§ Exercise: Each entry below is to be duplicated verbatim.

- - - - - - -

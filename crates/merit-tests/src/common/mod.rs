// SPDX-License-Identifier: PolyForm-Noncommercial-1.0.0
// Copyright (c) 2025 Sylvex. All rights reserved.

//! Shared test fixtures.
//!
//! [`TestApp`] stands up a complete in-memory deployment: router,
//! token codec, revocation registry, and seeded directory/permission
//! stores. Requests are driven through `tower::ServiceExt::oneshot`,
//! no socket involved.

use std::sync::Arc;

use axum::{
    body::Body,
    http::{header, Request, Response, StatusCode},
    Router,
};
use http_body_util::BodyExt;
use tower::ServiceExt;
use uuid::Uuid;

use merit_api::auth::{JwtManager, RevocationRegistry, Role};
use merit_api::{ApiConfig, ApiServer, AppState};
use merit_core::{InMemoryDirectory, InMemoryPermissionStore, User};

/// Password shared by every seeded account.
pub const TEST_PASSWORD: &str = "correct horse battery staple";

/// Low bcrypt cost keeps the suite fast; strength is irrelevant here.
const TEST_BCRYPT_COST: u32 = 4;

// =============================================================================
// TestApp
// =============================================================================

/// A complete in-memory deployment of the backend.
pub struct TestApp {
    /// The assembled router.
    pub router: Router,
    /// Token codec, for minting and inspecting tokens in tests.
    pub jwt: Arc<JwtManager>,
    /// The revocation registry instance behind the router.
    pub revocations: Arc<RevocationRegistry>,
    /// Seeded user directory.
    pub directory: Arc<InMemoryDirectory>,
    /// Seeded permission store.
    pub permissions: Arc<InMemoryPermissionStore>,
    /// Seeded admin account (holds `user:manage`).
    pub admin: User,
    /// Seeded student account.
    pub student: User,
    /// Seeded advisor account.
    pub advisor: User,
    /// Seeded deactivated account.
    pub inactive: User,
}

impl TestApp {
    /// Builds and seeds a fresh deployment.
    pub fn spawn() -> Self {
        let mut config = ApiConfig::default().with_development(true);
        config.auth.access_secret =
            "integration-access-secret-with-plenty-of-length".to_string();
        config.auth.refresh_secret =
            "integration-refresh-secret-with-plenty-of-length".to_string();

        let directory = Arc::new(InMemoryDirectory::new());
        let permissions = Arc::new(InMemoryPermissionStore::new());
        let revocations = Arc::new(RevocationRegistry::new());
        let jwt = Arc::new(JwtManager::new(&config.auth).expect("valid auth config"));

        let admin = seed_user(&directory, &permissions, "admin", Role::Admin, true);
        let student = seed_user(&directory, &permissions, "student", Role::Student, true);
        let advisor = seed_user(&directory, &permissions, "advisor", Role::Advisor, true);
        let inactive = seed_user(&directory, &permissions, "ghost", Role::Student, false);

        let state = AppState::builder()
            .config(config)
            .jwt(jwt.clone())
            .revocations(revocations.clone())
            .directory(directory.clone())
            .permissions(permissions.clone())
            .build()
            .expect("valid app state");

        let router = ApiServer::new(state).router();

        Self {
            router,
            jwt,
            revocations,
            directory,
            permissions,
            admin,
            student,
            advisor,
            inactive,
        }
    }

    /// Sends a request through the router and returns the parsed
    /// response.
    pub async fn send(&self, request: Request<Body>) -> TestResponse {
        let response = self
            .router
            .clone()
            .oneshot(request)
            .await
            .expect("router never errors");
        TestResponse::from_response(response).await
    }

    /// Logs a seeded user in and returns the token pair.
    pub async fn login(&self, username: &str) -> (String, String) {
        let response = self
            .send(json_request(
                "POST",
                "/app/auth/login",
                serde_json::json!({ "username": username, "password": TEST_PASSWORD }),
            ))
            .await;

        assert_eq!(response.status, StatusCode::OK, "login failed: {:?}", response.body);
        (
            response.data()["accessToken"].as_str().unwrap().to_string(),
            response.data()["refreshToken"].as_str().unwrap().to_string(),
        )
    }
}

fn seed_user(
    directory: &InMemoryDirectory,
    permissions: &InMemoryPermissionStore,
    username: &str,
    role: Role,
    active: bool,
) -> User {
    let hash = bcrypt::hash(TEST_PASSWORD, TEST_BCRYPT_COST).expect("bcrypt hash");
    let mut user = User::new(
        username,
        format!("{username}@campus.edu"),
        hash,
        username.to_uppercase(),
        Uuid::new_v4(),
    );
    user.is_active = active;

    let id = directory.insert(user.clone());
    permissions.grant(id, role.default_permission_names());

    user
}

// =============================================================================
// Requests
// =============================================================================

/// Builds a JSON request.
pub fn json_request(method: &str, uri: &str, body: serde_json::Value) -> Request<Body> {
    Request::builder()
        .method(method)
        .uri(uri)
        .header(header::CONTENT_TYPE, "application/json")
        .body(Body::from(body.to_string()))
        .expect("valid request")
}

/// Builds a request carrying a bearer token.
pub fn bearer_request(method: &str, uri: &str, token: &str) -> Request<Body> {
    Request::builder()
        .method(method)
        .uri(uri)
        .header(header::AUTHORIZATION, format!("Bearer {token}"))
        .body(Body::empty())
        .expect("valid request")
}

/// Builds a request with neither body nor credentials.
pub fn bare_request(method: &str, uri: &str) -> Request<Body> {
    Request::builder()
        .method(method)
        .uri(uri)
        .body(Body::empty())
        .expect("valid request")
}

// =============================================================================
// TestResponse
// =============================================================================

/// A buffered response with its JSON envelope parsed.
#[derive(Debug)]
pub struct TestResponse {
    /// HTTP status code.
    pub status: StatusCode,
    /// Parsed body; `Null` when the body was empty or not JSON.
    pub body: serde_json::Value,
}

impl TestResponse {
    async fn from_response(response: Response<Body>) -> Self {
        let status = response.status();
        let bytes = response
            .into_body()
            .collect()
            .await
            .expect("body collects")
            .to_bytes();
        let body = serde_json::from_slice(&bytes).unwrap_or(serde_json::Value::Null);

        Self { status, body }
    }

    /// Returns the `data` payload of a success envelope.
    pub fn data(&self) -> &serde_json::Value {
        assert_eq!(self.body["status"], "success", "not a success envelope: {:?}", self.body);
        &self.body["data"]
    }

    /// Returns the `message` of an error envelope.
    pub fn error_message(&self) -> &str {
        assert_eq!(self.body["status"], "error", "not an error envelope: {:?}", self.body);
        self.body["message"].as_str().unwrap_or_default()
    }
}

- - - - - - -

§ Task solution:
filename crates/merit-tests/src/common/mod.rs
// SPDX-License-Identifier: PolyForm-Noncommercial-1.0.0
// Copyright (c) 2025 Sylvex. All rights reserved.

//! Shared test fixtures.
//!
//! [`TestApp`] stands up a complete in-memory deployment: router,
//! token codec, revocation registry, and seeded directory/permission
//! stores. Requests are driven through `tower::ServiceExt::oneshot`,
//! no socket involved.

use std::sync::Arc;

use axum::{
    body::Body,
    http::{header, Request, Response, StatusCode},
    Router,
};
use http_body_util::BodyExt;
use tower::ServiceExt;
use uuid::Uuid;

use merit_api::auth::{JwtManager, RevocationRegistry, Role};
use merit_api::{ApiConfig, ApiServer, AppState};
use merit_core::{InMemoryDirectory, InMemoryPermissionStore, User};

/// Password shared by every seeded account.
pub const TEST_PASSWORD: &str = "correct horse battery staple";

/// Low bcrypt cost keeps the suite fast; strength is irrelevant here.
const TEST_BCRYPT_COST: u32 = 4;

// =============================================================================
// TestApp
// =============================================================================

/// A complete in-memory deployment of the backend.
pub struct TestApp {
    /// The assembled router.
    pub router: Router,
    /// Token codec, for minting and inspecting tokens in tests.
    pub jwt: Arc<JwtManager>,
    /// The revocation registry instance behind the router.
    pub revocations: Arc<RevocationRegistry>,
    /// Seeded user directory.
    pub directory: Arc<InMemoryDirectory>,
    /// Seeded permission store.
    pub permissions: Arc<InMemoryPermissionStore>,
    /// Seeded admin account (holds `user:manage`).
    pub admin: User,
    /// Seeded student account.
    pub student: User,
    /// Seeded advisor account.
    pub advisor: User,
    /// Seeded deactivated account.
    pub inactive: User,
}

impl TestApp {
    /// Builds and seeds a fresh deployment.
    pub fn spawn() -> Self {
        let mut config = ApiConfig::default().with_development(true);
        config.auth.access_secret =
            "integration-access-secret-with-plenty-of-length".to_string();
        config.auth.refresh_secret =
            "integration-refresh-secret-with-plenty-of-length".to_string();

        let directory = Arc::new(InMemoryDirectory::new());
        let permissions = Arc::new(InMemoryPermissionStore::new());
        let revocations = Arc::new(RevocationRegistry::new());
        let jwt = Arc::new(JwtManager::new(&config.auth).expect("valid auth config"));

        let admin = seed_user(&directory, &permissions, "admin", Role::Admin, true);
        let student = seed_user(&directory, &permissions, "student", Role::Student, true);
        let advisor = seed_user(&directory, &permissions, "advisor", Role::Advisor, true);
        let inactive = seed_user(&directory, &permissions, "ghost", Role::Student, false);

        let state = AppState::builder()
            .config(config)
            .jwt(jwt.clone())
            .revocations(revocations.clone())
            .directory(directory.clone())
            .permissions(permissions.clone())
            .build()
            .expect("valid app state");

        let router = ApiServer::new(state).router();

        Self {
            router,
            jwt,
            revocations,
            directory,
            permissions,
            admin,
            student,
            advisor,
            inactive,
        }
    }

    /// Sends a request through the router and returns the parsed
    /// response.
    pub async fn send(&self, request: Request<Body>) -> TestResponse {
        let response = self
            .router
            .clone()
            .oneshot(request)
            .await
            .expect("router never errors");
        TestResponse::from_response(response).await
    }

    /// Logs a seeded user in and returns the token pair.
    pub async fn login(&self, username: &str) -> (String, String) {
        let response = self
            .send(json_request(
                "POST",
                "/app/auth/login",
                serde_json::json!({ "username": username, "password": TEST_PASSWORD }),
            ))
            .await;

        assert_eq!(response.status, StatusCode::OK, "login failed: {:?}", response.body);
        (
            response.data()["accessToken"].as_str().unwrap().to_string(),
            response.data()["refreshToken"].as_str().unwrap().to_string(),
        )
    }
}

fn seed_user(
    directory: &InMemoryDirectory,
    permissions: &InMemoryPermissionStore,
    username: &str,
    role: Role,
    active: bool,
) -> User {
    let hash = bcrypt::hash(TEST_PASSWORD, TEST_BCRYPT_COST).expect("bcrypt hash");
    let mut user = User::new(
        username,
        format!("{username}@campus.edu"),
        hash,
        username.to_uppercase(),
        Uuid::new_v4(),
    );
    user.is_active = active;

    let id = directory.insert(user.clone());
    permissions.grant(id, role.default_permission_names());

    user
}

// =============================================================================
// Requests
// =============================================================================

/// Builds a JSON request.
pub fn json_request(method: &str, uri: &str, body: serde_json::Value) -> Request<Body> {
    Request::builder()
        .method(method)
        .uri(uri)
        .header(header::CONTENT_TYPE, "application/json")
        .body(Body::from(body.to_string()))
        .expect("valid request")
}

/// Builds a request carrying a bearer token.
pub fn bearer_request(method: &str, uri: &str, token: &str) -> Request<Body> {
    Request::builder()
        .method(method)
        .uri(uri)
        .header(header::AUTHORIZATION, format!("Bearer {token}"))
        .body(Body::empty())
        .expect("valid request")
}

/// Builds a request with neither body nor credentials.
pub fn bare_request(method: &str, uri: &str) -> Request<Body> {
    Request::builder()
        .method(method)
        .uri(uri)
        .body(Body::empty())
        .expect("valid request")
}

// =============================================================================
// TestResponse
// =============================================================================

/// A buffered response with its JSON envelope parsed.
#[derive(Debug)]
pub struct TestResponse {
    /// HTTP status code.
    pub status: StatusCode,
    /// Parsed body; `Null` when the body was empty or not JSON.
    pub body: serde_json::Value,
}

impl TestResponse {
    async fn from_response(response: Response<Body>) -> Self {
        let status = response.status();
        let bytes = response
            .into_body()
            .collect()
            .await
            .expect("body collects")
            .to_bytes();
        let body = serde_json::from_slice(&bytes).unwrap_or(serde_json::Value::Null);

        Self { status, body }
    }

    /// Returns the `data` payload of a success envelope.
    pub fn data(&self) -> &serde_json::Value {
        assert_eq!(self.body["status"], "success", "not a success envelope: {:?}", self.body);
        &self.body["data"]
    }

    /// Returns the `message` of an error envelope.
    pub fn error_message(&self) -> &str {
        assert_eq!(self.body["status"], "error", "not an error envelope: {:?}", self.body);
        self.body["message"].as_str().unwrap_or_default()
    }
}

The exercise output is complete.